It is equally important, if not more so, that innovation is cost-effective, aligned with consumer demands and addresses a perceived gap in the market. In other words, not only is the strategy for corporate survival continued product development and innovation, but the cost-effective development of innovative products which market research indicates will attract the consumer market. Proctor and Gamble has resolved the seemingly complex equation of cost-effective continued product development and equation through its "connect and develop" strategy. Indeed, P&G's approach to product development and innovation has the potential to serve as a critically valuable lesson to corporations across the world.

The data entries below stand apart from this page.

//! Per-observable observer registry and the notification protocol.
//!
//! A [`Registry`] is bound to one observable through a [`Weak`] reference and
//! keeps an ordered list of [`Observer`] registrations. The observable brackets
//! every mutation of a property with [`Registry::will_change`] and
//! [`Registry::did_change`]; the registry captures old and new values and calls
//! each matching observer back, in registration order.
//!
//! # Examples
//!
//! ```
//! use kvo_registry::{Observer, ObservingOptions, Registry};
//! use std::cell::Cell;
//! use std::rc::Rc;
//!
//! struct Object {
//!     value: Cell<i32>,
//! }
//!
//! let object = Rc::new(Object { value: Cell::new(0) });
//! let registry = Registry::for_observable(&object);
//!
//! let seen = Rc::new(Cell::new(None));
//! let sink = Rc::clone(&seen);
//! let observer = Observer::new(
//!     "value",
//!     ObservingOptions::NEW,
//!     (),
//!     |o: &Object| o.value.get(),
//!     move |_o, _old, new, _key, _ctx| sink.set(new.copied()),
//! );
//! registry.add_observer(&observer);
//!
//! registry.will_change("value")?;
//! object.value.set(2);
//! registry.did_change("value")?;
//!
//! assert_eq!(seen.get(), Some(2));
//! # Ok::<(), kvo_registry::KvoError>(())
//! ```
//!
//! # Thread safety
//!
//! The registry is built on `Rc` and `RefCell` and is therefore neither `Send`
//! nor `Sync`. Callers that need cross-thread notifications must serialize
//! access themselves.

use std::cell::RefCell;
use std::fmt;
use std::rc::{Rc, Weak};

use crate::{KvoError, KvoEvent, Observer};

/// Type alias for the user-supplied trace callback.
///
/// The callback receives every [`KvoEvent`] the registry emits.
pub type TraceCallback = dyn Fn(&KvoEvent<'_>);

/// The set of observers registered against one observable.
///
/// Entries are kept in insertion order. Adding the same observer twice creates
/// two independent entries; [`Registry::remove_observer`] removes all of them.
/// Dropping the registry releases every remaining entry.
pub struct Registry<O, V, C = ()> {
    observable: Weak<O>,
    observers: RefCell<Vec<Rc<Observer<O, V, C>>>>,
    trace: RefCell<Option<Rc<TraceCallback>>>,
    // Keys whose getters or callbacks are currently running, innermost last.
    dispatching: RefCell<Vec<Box<str>>>,
}

/// Marks a key as being dispatched until dropped.
struct DispatchGuard<'a> {
    dispatching: &'a RefCell<Vec<Box<str>>>,
}

impl<'a> DispatchGuard<'a> {
    /// # Panics
    ///
    /// Panics if `key` is already being dispatched.
    fn enter(dispatching: &'a RefCell<Vec<Box<str>>>, key: &str) -> Self {
        let reentered = dispatching.borrow().iter().any(|k| **k == *key);
        if reentered {
            panic!("re-entrant notification for key `{key}` during its own dispatch");
        }
        dispatching.borrow_mut().push(key.into());
        Self { dispatching }
    }
}

impl Drop for DispatchGuard<'_> {
    fn drop(&mut self) {
        self.dispatching.borrow_mut().pop();
    }
}

impl<O, V, C> Registry<O, V, C> {
    /// Creates an empty registry bound to `observable`.
    ///
    /// Takes a [`Weak`] so an observable can embed its own registry, typically
    /// through [`Rc::new_cyclic`].
    pub fn new(observable: Weak<O>) -> Self {
        Self {
            observable,
            observers: RefCell::new(Vec::new()),
            trace: RefCell::new(None),
            dispatching: RefCell::new(Vec::new()),
        }
    }

    /// Creates an empty registry bound to an observable that is already
    /// reference counted.
    pub fn for_observable(observable: &Rc<O>) -> Self {
        Self::new(Rc::downgrade(observable))
    }

    /// The bound observable, if it is still alive.
    pub fn observable(&self) -> Option<Rc<O>> {
        self.observable.upgrade()
    }

    // ---------------------------------------------------------------------------------------------
    // Tracing
    // ---------------------------------------------------------------------------------------------

    /// Sets a tracing callback invoked for every registry operation.
    ///
    /// Replaces any previously set callback.
    pub fn set_trace_callback(&self, callback: impl Fn(&KvoEvent<'_>) + 'static) {
        *self.trace.borrow_mut() = Some(Rc::new(callback));
    }

    /// Clears the tracing callback. Logging through `tracing` is unaffected.
    pub fn clear_trace_callback(&self) {
        *self.trace.borrow_mut() = None;
    }

    fn emit_event(&self, event: &KvoEvent<'_>) {
        tracing::trace!(target: "kvo_registry", "{event}");

        // Clone out so the callback may replace itself.
        let callback = self.trace.borrow().clone();
        if let Some(callback) = callback {
            callback(event);
        }
    }

    // ---------------------------------------------------------------------------------------------
    // Registrations
    // ---------------------------------------------------------------------------------------------

    /// Appends a registration for `observer` at the tail of the list.
    ///
    /// The registry takes its own strong reference. Registering the same
    /// observer again adds an independent entry.
    pub fn add_observer(&self, observer: &Rc<Observer<O, V, C>>) {
        let registrations = {
            let mut observers = self.observers.borrow_mut();
            observers.push(Rc::clone(observer));
            observers.len()
        };

        self.emit_event(&KvoEvent::AddObserver {
            key: observer.key(),
            registrations,
        });
    }

    /// Removes every registration of `observer`, matched by identity.
    ///
    /// Returns how many entries were removed. An observer that is not
    /// registered is ignored.
    pub fn remove_observer(&self, observer: &Rc<Observer<O, V, C>>) -> usize {
        // Dropped after the borrow ends so observer destructors never run
        // while the list is mutably borrowed.
        let removed = {
            let mut observers = self.observers.borrow_mut();
            let (removed, kept): (Vec<_>, Vec<_>) = observers
                .drain(..)
                .partition(|entry| Rc::ptr_eq(entry, observer));
            *observers = kept;
            removed
        };

        self.emit_event(&KvoEvent::RemoveObserver {
            key: observer.key(),
            removed: removed.len(),
        });

        removed.len()
    }

    /// Removes every registration and returns how many references were released.
    pub fn remove_all_observers(&self) -> usize {
        let released = std::mem::take(&mut *self.observers.borrow_mut());
        let count = released.len();
        drop(released);

        tracing::debug!(target: "kvo_registry", released = count, "registry torn down");
        self.emit_event(&KvoEvent::Teardown { released: count });

        count
    }

    /// Whether `observer` has at least one registration.
    pub fn contains_observer(&self, observer: &Rc<Observer<O, V, C>>) -> bool {
        self.observers
            .borrow()
            .iter()
            .any(|entry| Rc::ptr_eq(entry, observer))
    }

    /// Number of registrations, counting duplicates.
    pub fn len(&self) -> usize {
        self.observers.borrow().len()
    }

    pub fn is_empty(&self) -> bool {
        self.observers.borrow().is_empty()
    }

    // ---------------------------------------------------------------------------------------------
    // Notifications
    // ---------------------------------------------------------------------------------------------

    /// Snapshot of the registrations watching `key`, in registration order.
    fn matching(&self, key: &str) -> Vec<Rc<Observer<O, V, C>>> {
        self.observers
            .borrow()
            .iter()
            .filter(|entry| entry.matches(key))
            .cloned()
            .collect()
    }

    fn upgrade_for(&self, key: &str) -> Result<Rc<O>, KvoError> {
        self.observable.upgrade().ok_or_else(|| {
            tracing::warn!(target: "kvo_registry", key, "observable released before notification");
            KvoError::ObservableReleased {
                key: key.to_string(),
            }
        })
    }

    /// Announces that the property `key` is about to change.
    ///
    /// Every matching observer created with `OLD` reads and caches the current
    /// value. Keys with no matching observer are ignored.
    ///
    /// Registrations added or removed by a getter take effect from the next
    /// notification.
    ///
    /// # Errors
    ///
    /// [`KvoError::ObservableReleased`] if matching observers exist but the
    /// observable has been dropped. No getter runs in that case.
    ///
    /// # Panics
    ///
    /// Panics if called for a key whose getters or callbacks are already
    /// running on this registry (from inside that dispatch). Other keys may be
    /// notified re-entrantly.
    pub fn will_change(&self, key: &str) -> Result<(), KvoError> {
        let matching = self.matching(key);
        let mut captured = 0;

        if !matching.is_empty() {
            let observable = self.upgrade_for(key)?;
            let _guard = DispatchGuard::enter(&self.dispatching, key);
            for observer in &matching {
                if observer.capture_old(&observable) {
                    captured += 1;
                }
            }
        }

        self.emit_event(&KvoEvent::WillChange { key, captured });
        Ok(())
    }

    /// Announces that the property `key` has changed.
    ///
    /// Every matching observer created with `NEW` reads and caches the current
    /// value; then each matching observer is called back exactly once, in
    /// registration order. Unrequested values are delivered as `None`.
    ///
    /// A `did_change` without a preceding `will_change` delivers whatever old
    /// value was cached last (or `None` if none was ever captured).
    ///
    /// Callbacks may add or remove registrations; the change applies from the
    /// next notification.
    ///
    /// # Errors
    ///
    /// [`KvoError::ObservableReleased`] if matching observers exist but the
    /// observable has been dropped. No callback runs in that case.
    ///
    /// # Panics
    ///
    /// Panics if called for a key whose getters or callbacks are already
    /// running on this registry (from inside that dispatch), whatever the
    /// observers' options. Other keys may be notified re-entrantly.
    pub fn did_change(&self, key: &str) -> Result<(), KvoError> {
        let matching = self.matching(key);

        if !matching.is_empty() {
            let observable = self.upgrade_for(key)?;
            let _guard = DispatchGuard::enter(&self.dispatching, key);
            for observer in &matching {
                observer.deliver(&observable);
            }
        }

        self.emit_event(&KvoEvent::DidChange {
            key,
            notified: matching.len(),
        });
        Ok(())
    }

    /// Brackets `mutate` with [`will_change`](Self::will_change) and
    /// [`did_change`](Self::did_change) for `key`, returning its result.
    ///
    /// `mutate` does not run if `will_change` fails.
    pub fn change_value_for_key<R>(
        &self,
        key: &str,
        mutate: impl FnOnce() -> R,
    ) -> Result<R, KvoError> {
        self.will_change(key)?;
        let result = mutate();
        self.did_change(key)?;
        Ok(result)
    }
}

impl<O, V, C> Drop for Registry<O, V, C> {
    fn drop(&mut self) {
        if !self.observers.get_mut().is_empty() {
            self.remove_all_observers();
        }
    }
}

impl<O, V, C> fmt::Debug for Registry<O, V, C> {
    fn fmt(&self, f: &mut fmt::Formatter<'_>) -> fmt::Result {
        let keys: Vec<String> = self
            .observers
            .borrow()
            .iter()
            .map(|entry| entry.key().to_string())
            .collect();
        f.debug_struct("Registry")
            .field("observable_alive", &(self.observable.strong_count() > 0))
            .field("observers", &keys)
            .field("traced", &self.trace.borrow().is_some())
            .finish()
    }
}

// -------------------------------------------------------------------------------------------------
// Tests
// -------------------------------------------------------------------------------------------------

The hurdles to new product development are cost and innovation. As Huston and Sakkab (2006, p. 60) write, "Most companies are still clinging to what we call the invention model, centered on a bricks-and-mortar R&D infrastructure and the idea that their innovation must principally reside within their own four walls." Confining product development to the company and to individuals working in the company often means that development will be a costly and time-consuming process. The reason, as Huston and Sakkab (2006) illustrate through reference to a case study, is that when a company begins the R&D process with an idea for a new product or an innovation to an existing product, it may not have the technology to translate the idea into a reality. The company's in-house Research and Development team will then have to experiment with several technologies to bring the idea to life and, of course, may and may not succeed. Even if they succeed, success comes at high financial cost. Furthermore, as Brown and Eisenhardt (1995) argue, because the process is often a length one, there is always the risk that a competitor may beat them to the market with the technology and product. In this case, the return on the new product research and development investment may not be realized. Hence, a financial risk factor enters into the equation.
Proctor and Gamble stumbled across a high radical approach for new product development and innovation when it found itself confronting numerous technological obstacles to the manufacturing of their innovative Pringle line of imprinted chips. Initially relying on in-house talent for the development of the required technology, Proctor and Gamble soon found the process excessively costly, unrealistic and unfeasible in terms of implementation. It was at this point that P&G decided to look outside its walls for a solution and, with that in mind, developed and circulated a technology brief which outlined the problem. The response was positive and the company was approach by a baker in Italy who had already developed the technology in question. Proctor and gamble obtained the rights to the use of the technology, developed it to suit their specific needs and were, as a result, able to successfully produce their new line of Pringle chips at a fraction of the cost they would have otherwise run into.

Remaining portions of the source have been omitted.